» Work required
Only the opening lines of the listing, through the one with "use std::collections::BTreeMap;", are to be retyped, each exactly as it stands.

» Data in this exercise
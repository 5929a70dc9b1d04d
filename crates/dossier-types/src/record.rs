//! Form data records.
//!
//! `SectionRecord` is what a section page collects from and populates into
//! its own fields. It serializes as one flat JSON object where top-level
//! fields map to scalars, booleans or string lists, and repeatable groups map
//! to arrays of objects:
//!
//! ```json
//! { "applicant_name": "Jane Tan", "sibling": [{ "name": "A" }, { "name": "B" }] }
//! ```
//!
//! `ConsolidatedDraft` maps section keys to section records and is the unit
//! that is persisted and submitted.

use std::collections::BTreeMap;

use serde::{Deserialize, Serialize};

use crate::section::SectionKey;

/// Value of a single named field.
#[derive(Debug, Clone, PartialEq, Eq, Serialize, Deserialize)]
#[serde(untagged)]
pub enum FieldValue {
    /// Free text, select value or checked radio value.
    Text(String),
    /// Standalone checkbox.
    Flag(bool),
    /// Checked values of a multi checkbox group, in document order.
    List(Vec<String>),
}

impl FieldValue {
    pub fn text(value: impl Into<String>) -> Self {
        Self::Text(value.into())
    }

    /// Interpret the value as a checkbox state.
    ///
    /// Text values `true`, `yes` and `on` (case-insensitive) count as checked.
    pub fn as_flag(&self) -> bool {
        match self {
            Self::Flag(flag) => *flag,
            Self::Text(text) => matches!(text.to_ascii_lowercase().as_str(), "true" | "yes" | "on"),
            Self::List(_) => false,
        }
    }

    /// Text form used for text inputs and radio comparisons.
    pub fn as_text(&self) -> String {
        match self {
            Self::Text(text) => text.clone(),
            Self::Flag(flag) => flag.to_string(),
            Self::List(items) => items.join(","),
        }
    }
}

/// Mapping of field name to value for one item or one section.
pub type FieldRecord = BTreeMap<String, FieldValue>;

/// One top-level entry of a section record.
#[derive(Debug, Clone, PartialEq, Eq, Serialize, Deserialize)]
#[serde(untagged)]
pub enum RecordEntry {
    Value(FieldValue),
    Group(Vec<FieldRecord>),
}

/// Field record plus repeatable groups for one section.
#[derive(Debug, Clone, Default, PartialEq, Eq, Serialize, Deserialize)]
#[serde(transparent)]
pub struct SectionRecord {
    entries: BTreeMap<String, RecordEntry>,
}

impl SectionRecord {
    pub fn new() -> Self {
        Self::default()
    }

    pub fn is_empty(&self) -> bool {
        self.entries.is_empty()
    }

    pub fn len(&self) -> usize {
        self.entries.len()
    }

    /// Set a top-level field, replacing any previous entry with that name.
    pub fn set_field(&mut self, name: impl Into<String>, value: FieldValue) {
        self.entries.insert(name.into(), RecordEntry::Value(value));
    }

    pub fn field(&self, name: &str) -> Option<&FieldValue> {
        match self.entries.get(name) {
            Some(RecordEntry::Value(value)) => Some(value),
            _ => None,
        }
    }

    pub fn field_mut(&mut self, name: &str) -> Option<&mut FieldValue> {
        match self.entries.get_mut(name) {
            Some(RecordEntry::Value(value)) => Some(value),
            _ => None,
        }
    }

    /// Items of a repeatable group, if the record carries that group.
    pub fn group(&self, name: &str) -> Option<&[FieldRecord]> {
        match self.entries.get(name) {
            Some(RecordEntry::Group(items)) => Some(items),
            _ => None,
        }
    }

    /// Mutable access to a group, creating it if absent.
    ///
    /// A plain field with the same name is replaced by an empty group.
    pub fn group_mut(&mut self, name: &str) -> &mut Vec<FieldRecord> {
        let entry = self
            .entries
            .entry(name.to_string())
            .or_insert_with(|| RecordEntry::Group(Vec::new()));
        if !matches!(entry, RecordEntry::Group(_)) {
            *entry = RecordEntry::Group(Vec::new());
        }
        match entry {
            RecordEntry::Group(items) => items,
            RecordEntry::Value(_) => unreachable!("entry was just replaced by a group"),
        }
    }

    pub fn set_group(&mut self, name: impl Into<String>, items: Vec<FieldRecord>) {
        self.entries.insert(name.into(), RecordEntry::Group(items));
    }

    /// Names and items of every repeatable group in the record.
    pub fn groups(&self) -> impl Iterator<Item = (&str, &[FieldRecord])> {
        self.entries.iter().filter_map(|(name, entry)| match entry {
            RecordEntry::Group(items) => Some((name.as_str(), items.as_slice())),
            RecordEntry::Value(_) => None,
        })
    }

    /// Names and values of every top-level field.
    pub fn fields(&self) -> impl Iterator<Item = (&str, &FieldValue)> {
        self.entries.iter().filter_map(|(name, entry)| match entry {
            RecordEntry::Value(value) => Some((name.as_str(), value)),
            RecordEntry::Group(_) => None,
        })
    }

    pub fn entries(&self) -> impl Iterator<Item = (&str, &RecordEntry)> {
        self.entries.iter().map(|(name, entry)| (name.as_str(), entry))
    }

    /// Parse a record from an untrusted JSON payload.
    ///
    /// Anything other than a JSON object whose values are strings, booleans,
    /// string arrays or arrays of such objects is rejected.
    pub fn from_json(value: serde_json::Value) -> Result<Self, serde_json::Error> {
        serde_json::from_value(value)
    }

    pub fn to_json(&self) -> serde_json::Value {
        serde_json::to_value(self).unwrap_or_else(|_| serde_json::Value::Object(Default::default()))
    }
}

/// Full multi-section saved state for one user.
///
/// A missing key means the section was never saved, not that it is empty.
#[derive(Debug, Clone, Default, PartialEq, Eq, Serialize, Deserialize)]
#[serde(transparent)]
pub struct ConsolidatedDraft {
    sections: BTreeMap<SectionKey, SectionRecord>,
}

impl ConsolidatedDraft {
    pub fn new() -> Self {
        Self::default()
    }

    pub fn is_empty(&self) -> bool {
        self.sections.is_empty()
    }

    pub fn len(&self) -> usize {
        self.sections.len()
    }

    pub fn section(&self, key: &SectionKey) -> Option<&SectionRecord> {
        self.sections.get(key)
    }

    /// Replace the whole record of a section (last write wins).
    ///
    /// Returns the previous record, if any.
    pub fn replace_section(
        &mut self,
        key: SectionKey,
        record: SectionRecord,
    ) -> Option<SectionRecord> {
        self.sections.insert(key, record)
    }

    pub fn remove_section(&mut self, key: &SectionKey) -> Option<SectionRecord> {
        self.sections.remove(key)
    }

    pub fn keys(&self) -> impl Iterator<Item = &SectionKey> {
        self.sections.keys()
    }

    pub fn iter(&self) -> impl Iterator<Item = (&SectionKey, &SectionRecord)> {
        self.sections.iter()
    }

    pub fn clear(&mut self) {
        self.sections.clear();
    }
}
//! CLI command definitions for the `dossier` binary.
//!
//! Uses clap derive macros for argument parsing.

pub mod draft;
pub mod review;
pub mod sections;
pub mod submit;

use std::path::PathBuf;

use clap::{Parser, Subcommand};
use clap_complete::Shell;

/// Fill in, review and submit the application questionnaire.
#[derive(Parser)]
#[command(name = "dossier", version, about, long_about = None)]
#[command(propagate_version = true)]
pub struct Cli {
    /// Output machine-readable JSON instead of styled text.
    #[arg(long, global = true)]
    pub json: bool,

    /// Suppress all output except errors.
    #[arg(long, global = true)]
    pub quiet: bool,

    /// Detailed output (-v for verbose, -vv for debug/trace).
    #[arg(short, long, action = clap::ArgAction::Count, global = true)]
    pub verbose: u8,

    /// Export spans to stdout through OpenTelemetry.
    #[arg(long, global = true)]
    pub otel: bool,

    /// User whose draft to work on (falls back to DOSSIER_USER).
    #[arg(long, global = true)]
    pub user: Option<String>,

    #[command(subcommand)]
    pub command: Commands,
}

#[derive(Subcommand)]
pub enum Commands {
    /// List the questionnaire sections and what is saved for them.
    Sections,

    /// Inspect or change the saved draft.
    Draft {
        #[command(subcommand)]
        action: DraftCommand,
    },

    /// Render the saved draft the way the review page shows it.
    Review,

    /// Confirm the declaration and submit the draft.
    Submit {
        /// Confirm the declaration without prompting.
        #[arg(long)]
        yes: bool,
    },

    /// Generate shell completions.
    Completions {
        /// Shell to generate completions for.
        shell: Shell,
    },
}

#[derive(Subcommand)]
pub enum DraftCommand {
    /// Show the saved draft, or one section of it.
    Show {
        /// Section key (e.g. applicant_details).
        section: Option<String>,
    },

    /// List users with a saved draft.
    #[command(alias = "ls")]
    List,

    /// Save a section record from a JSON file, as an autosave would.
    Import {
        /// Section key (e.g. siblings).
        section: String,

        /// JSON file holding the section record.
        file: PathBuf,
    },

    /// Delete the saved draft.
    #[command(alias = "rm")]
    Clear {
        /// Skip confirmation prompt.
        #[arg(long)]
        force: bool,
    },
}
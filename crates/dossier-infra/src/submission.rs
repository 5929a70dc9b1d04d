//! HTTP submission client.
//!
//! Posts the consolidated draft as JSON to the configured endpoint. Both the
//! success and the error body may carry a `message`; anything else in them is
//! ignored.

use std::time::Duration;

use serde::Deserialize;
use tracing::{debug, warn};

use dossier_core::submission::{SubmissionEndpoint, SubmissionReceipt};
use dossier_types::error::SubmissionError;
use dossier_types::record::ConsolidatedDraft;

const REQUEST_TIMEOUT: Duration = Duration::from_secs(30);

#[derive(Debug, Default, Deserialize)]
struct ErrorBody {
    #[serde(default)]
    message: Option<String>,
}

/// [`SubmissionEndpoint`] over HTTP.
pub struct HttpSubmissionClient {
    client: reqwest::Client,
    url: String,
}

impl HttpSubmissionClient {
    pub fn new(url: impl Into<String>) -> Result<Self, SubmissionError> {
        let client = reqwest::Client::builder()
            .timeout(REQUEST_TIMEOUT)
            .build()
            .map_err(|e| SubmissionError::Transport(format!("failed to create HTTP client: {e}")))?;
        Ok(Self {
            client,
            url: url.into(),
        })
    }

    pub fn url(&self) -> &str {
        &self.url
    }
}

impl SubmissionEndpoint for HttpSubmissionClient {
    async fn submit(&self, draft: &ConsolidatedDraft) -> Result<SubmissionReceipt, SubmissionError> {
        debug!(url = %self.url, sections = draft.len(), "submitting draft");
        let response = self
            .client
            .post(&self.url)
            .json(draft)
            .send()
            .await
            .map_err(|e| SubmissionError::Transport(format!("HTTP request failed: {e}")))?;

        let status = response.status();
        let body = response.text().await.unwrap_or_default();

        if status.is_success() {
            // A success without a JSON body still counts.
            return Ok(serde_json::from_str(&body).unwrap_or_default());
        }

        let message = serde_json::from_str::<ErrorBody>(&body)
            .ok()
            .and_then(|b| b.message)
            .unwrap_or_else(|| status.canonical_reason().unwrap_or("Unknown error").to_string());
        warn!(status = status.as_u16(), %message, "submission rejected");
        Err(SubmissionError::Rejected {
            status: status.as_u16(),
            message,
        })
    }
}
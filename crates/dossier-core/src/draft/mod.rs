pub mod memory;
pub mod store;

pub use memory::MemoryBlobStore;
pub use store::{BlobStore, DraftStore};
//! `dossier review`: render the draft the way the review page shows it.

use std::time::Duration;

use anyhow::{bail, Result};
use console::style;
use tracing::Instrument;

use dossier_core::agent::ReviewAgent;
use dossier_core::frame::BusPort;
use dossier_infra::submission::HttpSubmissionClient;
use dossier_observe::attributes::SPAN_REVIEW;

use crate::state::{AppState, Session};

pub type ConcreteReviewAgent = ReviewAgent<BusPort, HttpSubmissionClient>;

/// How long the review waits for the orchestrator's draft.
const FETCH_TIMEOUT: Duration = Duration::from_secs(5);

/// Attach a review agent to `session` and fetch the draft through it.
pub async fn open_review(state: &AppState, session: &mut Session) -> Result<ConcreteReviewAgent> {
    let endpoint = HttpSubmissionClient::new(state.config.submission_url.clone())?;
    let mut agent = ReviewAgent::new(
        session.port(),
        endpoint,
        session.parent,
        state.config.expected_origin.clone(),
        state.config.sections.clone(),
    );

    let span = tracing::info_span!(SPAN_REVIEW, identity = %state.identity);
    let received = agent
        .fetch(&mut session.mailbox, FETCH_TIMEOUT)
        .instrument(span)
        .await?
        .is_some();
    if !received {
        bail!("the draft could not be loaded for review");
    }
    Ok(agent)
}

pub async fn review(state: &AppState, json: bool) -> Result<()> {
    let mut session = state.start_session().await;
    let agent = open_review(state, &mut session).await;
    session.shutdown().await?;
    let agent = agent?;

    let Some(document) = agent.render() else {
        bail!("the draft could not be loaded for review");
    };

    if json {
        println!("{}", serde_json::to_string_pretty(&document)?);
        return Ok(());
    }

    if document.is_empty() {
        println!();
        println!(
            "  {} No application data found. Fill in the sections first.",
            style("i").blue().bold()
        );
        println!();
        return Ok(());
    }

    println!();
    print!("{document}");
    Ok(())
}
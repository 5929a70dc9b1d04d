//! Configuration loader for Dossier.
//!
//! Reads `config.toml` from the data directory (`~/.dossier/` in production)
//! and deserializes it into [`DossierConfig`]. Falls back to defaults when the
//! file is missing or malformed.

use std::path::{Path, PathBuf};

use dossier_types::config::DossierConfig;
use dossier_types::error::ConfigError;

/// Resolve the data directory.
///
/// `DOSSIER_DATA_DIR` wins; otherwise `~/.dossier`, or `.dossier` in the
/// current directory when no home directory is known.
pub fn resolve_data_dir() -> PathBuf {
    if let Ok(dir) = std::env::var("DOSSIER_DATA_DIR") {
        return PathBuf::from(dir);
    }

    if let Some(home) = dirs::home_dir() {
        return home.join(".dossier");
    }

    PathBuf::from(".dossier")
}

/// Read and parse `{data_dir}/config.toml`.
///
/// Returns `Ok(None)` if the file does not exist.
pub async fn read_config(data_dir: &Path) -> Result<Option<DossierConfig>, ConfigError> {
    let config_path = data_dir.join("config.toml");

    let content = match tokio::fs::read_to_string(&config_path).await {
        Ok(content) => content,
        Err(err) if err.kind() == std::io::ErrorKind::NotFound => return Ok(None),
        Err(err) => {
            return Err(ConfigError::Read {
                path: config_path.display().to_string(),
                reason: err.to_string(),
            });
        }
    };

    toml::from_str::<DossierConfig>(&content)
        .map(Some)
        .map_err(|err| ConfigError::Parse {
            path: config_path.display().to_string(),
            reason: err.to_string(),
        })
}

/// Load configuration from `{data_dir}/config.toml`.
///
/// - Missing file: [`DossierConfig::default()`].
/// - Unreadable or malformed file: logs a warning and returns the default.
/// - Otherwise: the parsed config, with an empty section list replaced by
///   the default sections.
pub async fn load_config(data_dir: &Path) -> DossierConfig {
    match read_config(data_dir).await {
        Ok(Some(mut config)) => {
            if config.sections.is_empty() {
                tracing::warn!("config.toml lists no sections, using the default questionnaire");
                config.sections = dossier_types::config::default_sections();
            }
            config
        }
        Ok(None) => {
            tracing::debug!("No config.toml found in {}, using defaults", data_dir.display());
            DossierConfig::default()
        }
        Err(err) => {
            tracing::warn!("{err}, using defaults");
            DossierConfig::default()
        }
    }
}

» Solution
repository 5929a70dc9b1d04d
filename crates/dossier-types/src/record.rs
//! Form data records.
//!
//! `SectionRecord` is what a section page collects from and populates into
//! its own fields. It serializes as one flat JSON object where top-level
//! fields map to scalars, booleans or string lists, and repeatable groups map
//! to arrays of objects:
//!
//! ```json
//! { "applicant_name": "Jane Tan", "sibling": [{ "name": "A" }, { "name": "B" }] }
//! ```
//!
//! `ConsolidatedDraft` maps section keys to section records and is the unit
//! that is persisted and submitted.

use std::collections::BTreeMap;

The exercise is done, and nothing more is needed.